TASK TO COMPLETE =>
Scan the records for the string "Parser"; copy each line where it occurs.
START AVAILABLE RECORDS
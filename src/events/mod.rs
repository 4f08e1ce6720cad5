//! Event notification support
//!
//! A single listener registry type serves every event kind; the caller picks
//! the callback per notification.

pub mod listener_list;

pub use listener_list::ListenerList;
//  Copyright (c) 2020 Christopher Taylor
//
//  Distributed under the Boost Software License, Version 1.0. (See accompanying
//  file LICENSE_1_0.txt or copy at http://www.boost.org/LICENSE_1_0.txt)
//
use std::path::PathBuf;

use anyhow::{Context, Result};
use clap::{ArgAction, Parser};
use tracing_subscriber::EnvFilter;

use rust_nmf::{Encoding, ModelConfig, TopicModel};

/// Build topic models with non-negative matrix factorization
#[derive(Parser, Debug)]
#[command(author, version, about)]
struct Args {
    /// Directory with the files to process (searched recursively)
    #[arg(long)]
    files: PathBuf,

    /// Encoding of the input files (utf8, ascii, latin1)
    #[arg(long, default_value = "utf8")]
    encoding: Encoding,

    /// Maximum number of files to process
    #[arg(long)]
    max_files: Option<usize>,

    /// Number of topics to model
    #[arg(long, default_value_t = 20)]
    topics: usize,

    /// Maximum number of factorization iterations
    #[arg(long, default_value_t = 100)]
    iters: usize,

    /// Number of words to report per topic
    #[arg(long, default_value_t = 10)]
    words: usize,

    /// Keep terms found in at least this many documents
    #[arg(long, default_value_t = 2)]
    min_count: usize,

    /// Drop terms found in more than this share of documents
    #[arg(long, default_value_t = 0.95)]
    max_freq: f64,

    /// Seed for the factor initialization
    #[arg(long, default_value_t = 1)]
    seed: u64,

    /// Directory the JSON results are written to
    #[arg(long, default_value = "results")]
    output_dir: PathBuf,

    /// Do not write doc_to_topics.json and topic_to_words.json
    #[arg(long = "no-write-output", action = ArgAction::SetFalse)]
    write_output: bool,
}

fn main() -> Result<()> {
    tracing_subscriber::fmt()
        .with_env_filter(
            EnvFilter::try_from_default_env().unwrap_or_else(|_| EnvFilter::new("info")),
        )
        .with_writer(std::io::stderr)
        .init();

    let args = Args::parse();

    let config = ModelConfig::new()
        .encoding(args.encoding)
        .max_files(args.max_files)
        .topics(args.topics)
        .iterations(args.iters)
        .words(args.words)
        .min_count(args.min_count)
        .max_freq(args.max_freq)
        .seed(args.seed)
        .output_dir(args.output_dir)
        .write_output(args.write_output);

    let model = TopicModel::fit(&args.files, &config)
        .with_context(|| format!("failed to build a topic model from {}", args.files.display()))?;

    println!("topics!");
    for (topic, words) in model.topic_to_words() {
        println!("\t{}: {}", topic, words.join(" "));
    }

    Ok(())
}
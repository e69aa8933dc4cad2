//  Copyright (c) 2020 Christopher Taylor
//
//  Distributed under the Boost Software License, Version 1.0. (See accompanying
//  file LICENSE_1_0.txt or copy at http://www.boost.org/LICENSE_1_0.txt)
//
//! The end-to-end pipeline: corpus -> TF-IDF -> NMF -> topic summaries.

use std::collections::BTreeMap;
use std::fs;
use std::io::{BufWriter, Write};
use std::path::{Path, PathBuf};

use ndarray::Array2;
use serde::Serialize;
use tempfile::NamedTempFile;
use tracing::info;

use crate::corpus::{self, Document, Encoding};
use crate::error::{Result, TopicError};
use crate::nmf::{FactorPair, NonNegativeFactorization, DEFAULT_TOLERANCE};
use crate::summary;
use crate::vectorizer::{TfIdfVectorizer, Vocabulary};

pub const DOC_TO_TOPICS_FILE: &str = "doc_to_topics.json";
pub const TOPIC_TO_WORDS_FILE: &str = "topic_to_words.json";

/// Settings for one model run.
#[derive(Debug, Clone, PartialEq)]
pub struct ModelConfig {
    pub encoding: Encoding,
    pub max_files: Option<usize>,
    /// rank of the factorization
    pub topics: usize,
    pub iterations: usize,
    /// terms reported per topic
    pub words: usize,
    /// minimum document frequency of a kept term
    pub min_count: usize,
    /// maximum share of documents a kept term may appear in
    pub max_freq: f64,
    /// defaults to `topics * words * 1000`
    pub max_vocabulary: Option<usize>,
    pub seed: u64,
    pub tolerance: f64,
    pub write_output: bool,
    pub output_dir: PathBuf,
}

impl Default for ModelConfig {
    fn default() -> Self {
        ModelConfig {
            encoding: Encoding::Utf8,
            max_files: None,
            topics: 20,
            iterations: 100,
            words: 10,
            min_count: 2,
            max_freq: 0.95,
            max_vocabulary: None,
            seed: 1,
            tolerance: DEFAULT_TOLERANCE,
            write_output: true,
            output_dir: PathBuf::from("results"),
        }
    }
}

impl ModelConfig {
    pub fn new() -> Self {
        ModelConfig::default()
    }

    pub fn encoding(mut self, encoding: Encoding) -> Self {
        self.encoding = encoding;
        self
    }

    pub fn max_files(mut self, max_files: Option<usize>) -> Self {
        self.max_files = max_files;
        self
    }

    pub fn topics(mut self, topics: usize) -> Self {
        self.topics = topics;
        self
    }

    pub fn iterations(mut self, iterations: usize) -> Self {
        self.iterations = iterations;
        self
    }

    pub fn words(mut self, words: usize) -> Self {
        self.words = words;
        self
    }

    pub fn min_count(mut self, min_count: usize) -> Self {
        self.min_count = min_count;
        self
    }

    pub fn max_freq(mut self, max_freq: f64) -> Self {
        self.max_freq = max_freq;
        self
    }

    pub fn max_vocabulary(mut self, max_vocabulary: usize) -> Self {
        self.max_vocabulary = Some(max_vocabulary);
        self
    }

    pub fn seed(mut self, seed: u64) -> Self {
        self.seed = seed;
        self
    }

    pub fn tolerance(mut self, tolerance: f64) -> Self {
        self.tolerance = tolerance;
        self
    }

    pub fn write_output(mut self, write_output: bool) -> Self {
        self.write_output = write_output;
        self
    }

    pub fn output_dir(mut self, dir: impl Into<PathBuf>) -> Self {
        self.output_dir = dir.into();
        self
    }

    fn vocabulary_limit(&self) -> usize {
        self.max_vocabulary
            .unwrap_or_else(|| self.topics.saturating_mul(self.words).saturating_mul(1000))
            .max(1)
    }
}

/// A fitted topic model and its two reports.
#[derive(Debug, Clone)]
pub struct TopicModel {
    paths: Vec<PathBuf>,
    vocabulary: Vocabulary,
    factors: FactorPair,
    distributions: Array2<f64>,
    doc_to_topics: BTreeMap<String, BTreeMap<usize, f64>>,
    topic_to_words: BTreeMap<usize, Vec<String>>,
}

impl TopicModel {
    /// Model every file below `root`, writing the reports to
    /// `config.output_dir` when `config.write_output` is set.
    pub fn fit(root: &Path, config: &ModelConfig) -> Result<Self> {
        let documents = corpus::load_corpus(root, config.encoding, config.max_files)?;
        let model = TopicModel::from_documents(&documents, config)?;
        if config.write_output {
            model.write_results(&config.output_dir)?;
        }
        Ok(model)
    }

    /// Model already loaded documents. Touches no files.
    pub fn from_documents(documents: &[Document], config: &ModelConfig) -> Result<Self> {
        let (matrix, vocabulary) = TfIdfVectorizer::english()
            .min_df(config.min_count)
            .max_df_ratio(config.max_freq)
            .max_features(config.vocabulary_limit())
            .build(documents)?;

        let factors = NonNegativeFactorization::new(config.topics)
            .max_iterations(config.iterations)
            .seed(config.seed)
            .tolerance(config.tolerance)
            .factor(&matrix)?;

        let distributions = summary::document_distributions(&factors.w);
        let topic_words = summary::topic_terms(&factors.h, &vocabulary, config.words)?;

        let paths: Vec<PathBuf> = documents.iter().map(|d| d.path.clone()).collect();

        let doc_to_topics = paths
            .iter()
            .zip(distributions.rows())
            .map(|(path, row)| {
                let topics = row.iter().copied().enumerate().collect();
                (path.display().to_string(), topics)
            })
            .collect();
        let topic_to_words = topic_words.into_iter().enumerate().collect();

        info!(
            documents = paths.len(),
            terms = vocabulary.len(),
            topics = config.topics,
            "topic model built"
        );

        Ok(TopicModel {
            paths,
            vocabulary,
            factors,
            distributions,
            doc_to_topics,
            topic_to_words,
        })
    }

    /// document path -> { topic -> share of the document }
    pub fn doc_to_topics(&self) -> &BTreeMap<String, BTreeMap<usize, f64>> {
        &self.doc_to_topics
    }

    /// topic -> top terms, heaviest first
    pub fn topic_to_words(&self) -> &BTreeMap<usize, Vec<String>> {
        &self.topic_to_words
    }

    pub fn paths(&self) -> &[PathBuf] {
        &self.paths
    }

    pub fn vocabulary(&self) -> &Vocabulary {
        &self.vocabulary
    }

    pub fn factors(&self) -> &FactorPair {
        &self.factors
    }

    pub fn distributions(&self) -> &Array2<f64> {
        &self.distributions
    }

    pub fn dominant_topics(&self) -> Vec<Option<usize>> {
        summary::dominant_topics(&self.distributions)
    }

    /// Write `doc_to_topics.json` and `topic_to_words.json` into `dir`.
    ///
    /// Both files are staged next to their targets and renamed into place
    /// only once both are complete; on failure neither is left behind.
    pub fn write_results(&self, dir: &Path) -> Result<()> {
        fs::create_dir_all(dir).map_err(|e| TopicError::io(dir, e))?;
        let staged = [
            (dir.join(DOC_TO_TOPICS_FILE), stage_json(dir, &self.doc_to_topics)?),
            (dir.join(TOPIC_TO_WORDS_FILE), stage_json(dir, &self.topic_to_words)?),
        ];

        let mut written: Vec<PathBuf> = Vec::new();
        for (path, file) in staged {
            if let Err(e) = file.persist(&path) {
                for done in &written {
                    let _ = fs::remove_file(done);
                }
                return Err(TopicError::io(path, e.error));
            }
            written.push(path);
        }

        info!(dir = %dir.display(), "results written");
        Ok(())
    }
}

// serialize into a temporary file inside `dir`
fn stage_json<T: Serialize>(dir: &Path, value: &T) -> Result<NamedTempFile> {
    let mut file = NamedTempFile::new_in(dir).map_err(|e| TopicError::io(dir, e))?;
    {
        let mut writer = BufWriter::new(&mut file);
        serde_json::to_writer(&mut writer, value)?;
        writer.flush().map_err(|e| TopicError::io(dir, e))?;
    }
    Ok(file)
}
END AVAILABLE RECORDS
EXERCISE RESULT =>
use clap::{ArgAction, Parser};
#[derive(Parser, Debug)]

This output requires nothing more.